# Frunk bag



## rlb4 (May 22, 2018)

Are there any reasonably priced 1 piece frunk bags? I see 2 piece sets for about $100 but no 1 piece bags. I have seen a few 1 piece bags outside the US but they were pretty $$$ and that was before shipping to the US. I like the 1 piece over the 2 piece as you will be able to get more usable space.


----------



## garsh (Apr 4, 2016)

This is the only thread I've seen on the subject. Two-piece, and > $100.

https://teslaownersonline.com/threads/custom-luggage-frunk-and-trunk.7184/


----------



## rlb4 (May 22, 2018)

Thanks. I saw that one. The only 1 piece I've seen is from outside the US and was close to $200. Not really worth it to me since the frunk is really a last resort if really need more luggage space. You could probably get an inexpensive carry on that is a pretty close fit for much less $.


----------



## TrevP (Oct 20, 2015)

Are you looking for luggage or a cooler type?
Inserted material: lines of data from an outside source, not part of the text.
//! Arithmetic angle expressions (`"pi/30"`, `"2*pi/3"`, `"deg(6)"`).

mod ast;
mod error;
mod eval;
mod lexer;
mod parser;

pub use error::ExprError;
pub use eval::eval_angle;
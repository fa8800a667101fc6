//! Sequence-to-geometry mapping.
//!
//! Every starting integer is tracked as a [`TrackedSequence`]; [`SequenceTreeBuilder`] steps
//! them all in lockstep and yields one [`Iteration`] of segments per step. [`plot_limits`] runs
//! the same iteration without drawing to obtain a fixed camera frame.

/// Bounding-box pre-pass.
pub mod bounds;
/// Lockstep iteration over tracked sequences.
pub mod builder;
/// The Collatz step function.
pub mod step;

pub use bounds::{Interval, LIMIT_PADDING, PlotLimits, TreeExtent, measure, plot_limits};
pub use builder::{Iteration, Segment, SequenceTreeBuilder, TrackedSequence, TreeParams};
pub use step::{collatz_step, next_generation, stopping_time};
/// Convenience result alias used across the crate.
pub type CollatzResult<T> = Result<T, CollatzError>;

/// Top-level error type.
#[derive(thiserror::Error, Debug)]
pub enum CollatzError {
    /// Invalid run parameters or inconsistent inputs.
    #[error("validation error: {0}")]
    Validation(String),

    /// Angle text that could not be parsed or evaluated.
    #[error("expression error: {0}")]
    Expression(String),

    /// Unreadable or malformed configuration.
    #[error("config error: {0}")]
    Config(String),

    /// Rasterization failure.
    #[error("render error: {0}")]
    Render(String),

    /// Video encoding failure (ffmpeg missing, pipe closed, non-zero exit).
    #[error("encode error: {0}")]
    Encode(String),

    /// Wrapped lower-level error.
    #[error(transparent)]
    Other(#[from] anyhow::Error),
}

impl CollatzError {
    /// Build a [`CollatzError::Validation`].
    pub fn validation(msg: impl Into<String>) -> Self {
        Self::Validation(msg.into())
    }

    /// Build a [`CollatzError::Expression`].
    pub fn expression(msg: impl Into<String>) -> Self {
        Self::Expression(msg.into())
    }

    /// Build a [`CollatzError::Config`].
    pub fn config(msg: impl Into<String>) -> Self {
        Self::Config(msg.into())
    }

    /// Build a [`CollatzError::Render`].
    pub fn render(msg: impl Into<String>) -> Self {
        Self::Render(msg.into())
    }

    /// Build a [`CollatzError::Encode`].
    pub fn encode(msg: impl Into<String>) -> Self {
        Self::Encode(msg.into())
    }
}

#[cfg(test)]
mod tests {
    use super::*;

    #[test]
    fn display_prefixes_are_stable() {
        assert!(
            CollatzError::validation("x")
                .to_string()
                .contains("validation error:")
        );
        assert!(
            CollatzError::expression("x")
                .to_string()
                .contains("expression error:")
        );
        assert!(CollatzError::config("x").to_string().contains("config error:"));
        assert!(CollatzError::render("x").to_string().contains("render error:"));
        assert!(CollatzError::encode("x").to_string().contains("encode error:"));
    }

    #[test]
    fn other_preserves_source() {
        let base = std::io::Error::other("boom");
        let err = CollatzError::Other(anyhow::Error::new(base));
        assert!(err.to_string().contains("boom"));
    }
}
Our forum sponsor @EVANNEX has frunk coolers that are reasonable priced

https://evannex.com/collections/int...tesla-model-3/products/frunk-cooler-for-tesla


----------



## rlb4 (May 22, 2018)

TrevP said:


> Are you looking for luggage or a cooler type?
> 
> Our forum sponsor @EVANNEX has frunk coolers that are reasonable priced
> 
> https://evannex.com/collections/int...tesla-model-3/products/frunk-cooler-for-tesla


Thanks. Looking for luggage. Not needed immediately though. I wonder why no one makes a single bag for the frunk. Mostly see 2 piece sets.


----------



## Ed Woodrick (May 26, 2018)

I'd expect a loaded one piece would be heavy and harder to carry. Something that big would probably need wheels. 
I think that most people would put "stuff" in the frunk and luggage in the back.


----------



## TrevP (Oct 20, 2015)

rlb4 said:


> Thanks. Looking for luggage. Not needed immediately though. I wonder why no one makes a single bag for the frunk. Mostly see 2 piece sets.


Ok. The only drunk luggage I'm aware of is the Oscar and Hamish set others have mentioned. I have a set and I can say they're high quality, yes they're not cheap


----------



## android04 (Sep 20, 2017)

You don't need a luggage bag that's made specifically for the Model 3 frunk. Tesla says that the frunk will fit any carry on luggage, so buy any carrier or bag that you want that advertises it can be used as carry on. I've been using a wheeled luggage carrier for the last 2.5 years in my frunk that was stated to fit in carry on. I can't remember how much it cost me, but was probably around $40 at Walmart. It fills most of the frunk except for a small space to one side (where I keep a portable jump starter in its own pouch).


----------